Work instruction
Somewhere below, one line contains "assert!(!is_transient_status(StatusCode::BAD_REQUEST));" and a later line contains "fn inputs(&self) ->". Output those two lines and everything between them exactly, and nothing else.

The data

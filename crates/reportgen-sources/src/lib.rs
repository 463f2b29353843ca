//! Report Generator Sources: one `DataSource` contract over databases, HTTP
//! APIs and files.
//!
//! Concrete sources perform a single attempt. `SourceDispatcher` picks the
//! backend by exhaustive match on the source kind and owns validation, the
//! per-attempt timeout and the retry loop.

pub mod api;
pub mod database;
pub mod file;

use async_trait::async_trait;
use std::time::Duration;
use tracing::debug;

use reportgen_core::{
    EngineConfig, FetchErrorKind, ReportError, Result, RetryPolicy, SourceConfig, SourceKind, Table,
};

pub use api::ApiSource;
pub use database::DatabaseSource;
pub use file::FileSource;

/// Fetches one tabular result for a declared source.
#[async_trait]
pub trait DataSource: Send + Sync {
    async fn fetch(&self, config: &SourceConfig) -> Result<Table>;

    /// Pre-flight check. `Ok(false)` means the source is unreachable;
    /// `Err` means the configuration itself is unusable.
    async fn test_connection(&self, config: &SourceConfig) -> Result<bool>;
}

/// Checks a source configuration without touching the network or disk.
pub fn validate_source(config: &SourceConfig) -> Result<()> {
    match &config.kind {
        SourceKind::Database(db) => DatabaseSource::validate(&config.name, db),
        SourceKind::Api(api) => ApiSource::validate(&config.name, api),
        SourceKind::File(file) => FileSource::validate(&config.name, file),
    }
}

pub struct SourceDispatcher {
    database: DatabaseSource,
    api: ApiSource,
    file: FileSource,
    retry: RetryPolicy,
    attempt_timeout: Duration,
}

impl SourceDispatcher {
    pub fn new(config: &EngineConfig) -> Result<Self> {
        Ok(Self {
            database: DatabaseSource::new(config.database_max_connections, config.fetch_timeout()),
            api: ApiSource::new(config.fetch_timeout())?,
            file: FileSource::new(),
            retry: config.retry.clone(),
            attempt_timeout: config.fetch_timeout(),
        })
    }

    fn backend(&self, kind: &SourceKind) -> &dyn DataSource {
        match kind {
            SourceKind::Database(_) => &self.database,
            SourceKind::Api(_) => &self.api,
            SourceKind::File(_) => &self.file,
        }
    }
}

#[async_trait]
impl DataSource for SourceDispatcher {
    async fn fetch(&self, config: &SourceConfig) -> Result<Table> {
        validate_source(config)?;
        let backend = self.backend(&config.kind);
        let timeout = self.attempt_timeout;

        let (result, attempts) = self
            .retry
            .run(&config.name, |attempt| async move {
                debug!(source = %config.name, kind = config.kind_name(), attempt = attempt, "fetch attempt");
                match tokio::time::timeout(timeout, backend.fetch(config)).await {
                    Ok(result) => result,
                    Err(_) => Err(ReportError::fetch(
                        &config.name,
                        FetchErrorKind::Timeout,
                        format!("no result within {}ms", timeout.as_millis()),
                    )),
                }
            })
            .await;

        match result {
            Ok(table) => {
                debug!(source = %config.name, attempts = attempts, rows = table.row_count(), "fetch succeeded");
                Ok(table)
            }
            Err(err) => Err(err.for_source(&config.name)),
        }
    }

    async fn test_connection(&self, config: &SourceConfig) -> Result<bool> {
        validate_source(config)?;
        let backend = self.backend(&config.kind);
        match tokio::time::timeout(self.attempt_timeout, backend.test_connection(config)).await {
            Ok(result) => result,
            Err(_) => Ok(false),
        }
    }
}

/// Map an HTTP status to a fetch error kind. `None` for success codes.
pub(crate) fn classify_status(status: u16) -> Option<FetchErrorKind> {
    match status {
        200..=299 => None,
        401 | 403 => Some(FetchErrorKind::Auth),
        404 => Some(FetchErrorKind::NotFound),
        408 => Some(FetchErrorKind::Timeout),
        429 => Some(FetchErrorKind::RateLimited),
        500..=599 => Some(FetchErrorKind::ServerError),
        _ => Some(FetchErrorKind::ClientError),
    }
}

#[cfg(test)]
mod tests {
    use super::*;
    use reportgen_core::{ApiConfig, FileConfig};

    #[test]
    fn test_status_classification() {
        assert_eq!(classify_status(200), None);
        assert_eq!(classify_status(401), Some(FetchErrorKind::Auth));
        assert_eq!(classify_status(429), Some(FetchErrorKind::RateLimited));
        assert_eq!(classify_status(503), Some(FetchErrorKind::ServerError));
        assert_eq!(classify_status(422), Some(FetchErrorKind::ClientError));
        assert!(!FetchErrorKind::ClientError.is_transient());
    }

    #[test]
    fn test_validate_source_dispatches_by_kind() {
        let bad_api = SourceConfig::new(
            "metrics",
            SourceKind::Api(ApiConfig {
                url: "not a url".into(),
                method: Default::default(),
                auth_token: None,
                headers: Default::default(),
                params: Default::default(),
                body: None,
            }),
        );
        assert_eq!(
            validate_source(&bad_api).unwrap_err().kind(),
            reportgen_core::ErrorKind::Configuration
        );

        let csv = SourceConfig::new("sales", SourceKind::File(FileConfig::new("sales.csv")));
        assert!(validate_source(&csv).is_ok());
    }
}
---
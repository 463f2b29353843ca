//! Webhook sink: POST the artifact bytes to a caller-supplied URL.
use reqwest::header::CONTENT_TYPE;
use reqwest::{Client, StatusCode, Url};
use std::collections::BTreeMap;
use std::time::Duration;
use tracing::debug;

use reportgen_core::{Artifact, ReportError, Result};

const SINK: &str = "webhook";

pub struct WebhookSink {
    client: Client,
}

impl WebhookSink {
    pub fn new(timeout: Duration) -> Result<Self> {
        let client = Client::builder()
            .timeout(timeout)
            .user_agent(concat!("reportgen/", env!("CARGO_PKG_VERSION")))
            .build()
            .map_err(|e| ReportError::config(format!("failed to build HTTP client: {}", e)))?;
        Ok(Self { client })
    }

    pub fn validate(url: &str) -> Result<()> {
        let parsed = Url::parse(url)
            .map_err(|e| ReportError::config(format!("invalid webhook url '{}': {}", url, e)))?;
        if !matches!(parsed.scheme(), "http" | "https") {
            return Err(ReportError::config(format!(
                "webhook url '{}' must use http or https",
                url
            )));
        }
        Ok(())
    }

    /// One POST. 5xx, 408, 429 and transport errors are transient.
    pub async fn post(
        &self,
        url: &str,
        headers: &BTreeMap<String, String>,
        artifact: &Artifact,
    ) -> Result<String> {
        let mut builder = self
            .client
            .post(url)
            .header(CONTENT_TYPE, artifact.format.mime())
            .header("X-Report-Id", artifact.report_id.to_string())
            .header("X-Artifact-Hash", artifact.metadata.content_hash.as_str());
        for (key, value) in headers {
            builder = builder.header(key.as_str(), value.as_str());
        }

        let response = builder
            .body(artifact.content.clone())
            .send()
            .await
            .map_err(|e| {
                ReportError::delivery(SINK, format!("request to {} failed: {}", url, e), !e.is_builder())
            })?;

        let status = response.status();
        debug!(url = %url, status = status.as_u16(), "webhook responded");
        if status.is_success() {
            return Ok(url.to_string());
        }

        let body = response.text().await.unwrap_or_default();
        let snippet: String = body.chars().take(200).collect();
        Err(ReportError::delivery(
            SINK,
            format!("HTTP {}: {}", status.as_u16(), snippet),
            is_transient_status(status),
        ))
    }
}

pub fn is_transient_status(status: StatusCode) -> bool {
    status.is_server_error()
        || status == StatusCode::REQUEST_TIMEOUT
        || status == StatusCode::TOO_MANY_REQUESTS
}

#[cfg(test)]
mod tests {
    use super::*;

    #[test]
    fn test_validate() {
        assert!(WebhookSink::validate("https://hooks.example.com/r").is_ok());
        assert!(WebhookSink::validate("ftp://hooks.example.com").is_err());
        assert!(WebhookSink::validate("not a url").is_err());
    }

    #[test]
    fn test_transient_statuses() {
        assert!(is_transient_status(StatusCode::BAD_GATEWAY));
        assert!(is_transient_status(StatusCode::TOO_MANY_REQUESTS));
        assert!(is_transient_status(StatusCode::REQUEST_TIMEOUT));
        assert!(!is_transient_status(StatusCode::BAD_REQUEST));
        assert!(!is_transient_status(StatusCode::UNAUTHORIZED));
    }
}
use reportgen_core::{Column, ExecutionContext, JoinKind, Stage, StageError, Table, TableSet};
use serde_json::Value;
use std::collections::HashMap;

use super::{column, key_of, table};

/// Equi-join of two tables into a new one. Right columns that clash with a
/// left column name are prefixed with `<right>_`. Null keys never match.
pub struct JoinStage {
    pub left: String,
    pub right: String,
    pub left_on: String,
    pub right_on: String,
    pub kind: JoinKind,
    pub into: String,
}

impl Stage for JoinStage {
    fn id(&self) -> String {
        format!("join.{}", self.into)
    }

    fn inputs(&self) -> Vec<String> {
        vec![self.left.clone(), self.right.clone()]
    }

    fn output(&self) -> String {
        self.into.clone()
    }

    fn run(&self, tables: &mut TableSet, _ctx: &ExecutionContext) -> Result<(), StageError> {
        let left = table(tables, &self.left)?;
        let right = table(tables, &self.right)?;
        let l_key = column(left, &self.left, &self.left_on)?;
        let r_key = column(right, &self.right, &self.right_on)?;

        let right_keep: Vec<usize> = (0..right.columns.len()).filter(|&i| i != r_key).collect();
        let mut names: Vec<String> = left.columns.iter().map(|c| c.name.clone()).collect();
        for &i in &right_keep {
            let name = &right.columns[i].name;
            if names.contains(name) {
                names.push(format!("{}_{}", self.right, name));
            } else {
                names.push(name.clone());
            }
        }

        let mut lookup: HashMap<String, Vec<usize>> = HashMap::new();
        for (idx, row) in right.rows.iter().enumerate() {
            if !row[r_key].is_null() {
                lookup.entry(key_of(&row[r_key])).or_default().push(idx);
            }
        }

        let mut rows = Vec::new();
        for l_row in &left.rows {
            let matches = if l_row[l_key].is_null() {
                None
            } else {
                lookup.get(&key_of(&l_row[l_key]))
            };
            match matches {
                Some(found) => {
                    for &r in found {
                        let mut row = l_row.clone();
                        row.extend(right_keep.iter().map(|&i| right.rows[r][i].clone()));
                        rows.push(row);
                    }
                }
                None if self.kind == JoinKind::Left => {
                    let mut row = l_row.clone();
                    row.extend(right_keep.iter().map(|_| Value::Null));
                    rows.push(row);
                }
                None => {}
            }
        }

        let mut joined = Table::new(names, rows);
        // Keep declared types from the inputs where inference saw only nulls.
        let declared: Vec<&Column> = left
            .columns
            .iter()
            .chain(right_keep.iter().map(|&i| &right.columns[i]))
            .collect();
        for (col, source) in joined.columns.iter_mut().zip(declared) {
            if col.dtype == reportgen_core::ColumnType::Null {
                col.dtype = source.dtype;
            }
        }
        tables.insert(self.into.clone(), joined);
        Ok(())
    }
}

Result for this task
        assert!(!is_transient_status(StatusCode::BAD_REQUEST));
        assert!(!is_transient_status(StatusCode::UNAUTHORIZED));
    }
}
use reportgen_core::{Column, ExecutionContext, JoinKind, Stage, StageError, Table, TableSet};
use serde_json::Value;
use std::collections::HashMap;

use super::{column, key_of, table};

/// Equi-join of two tables into a new one. Right columns that clash with a
/// left column name are prefixed with `<right>_`. Null keys never match.
pub struct JoinStage {
    pub left: String,
    pub right: String,
    pub left_on: String,
    pub right_on: String,
    pub kind: JoinKind,
    pub into: String,
}

impl Stage for JoinStage {
    fn id(&self) -> String {
        format!("join.{}", self.into)
    }

    fn inputs(&self) -> Vec<String> {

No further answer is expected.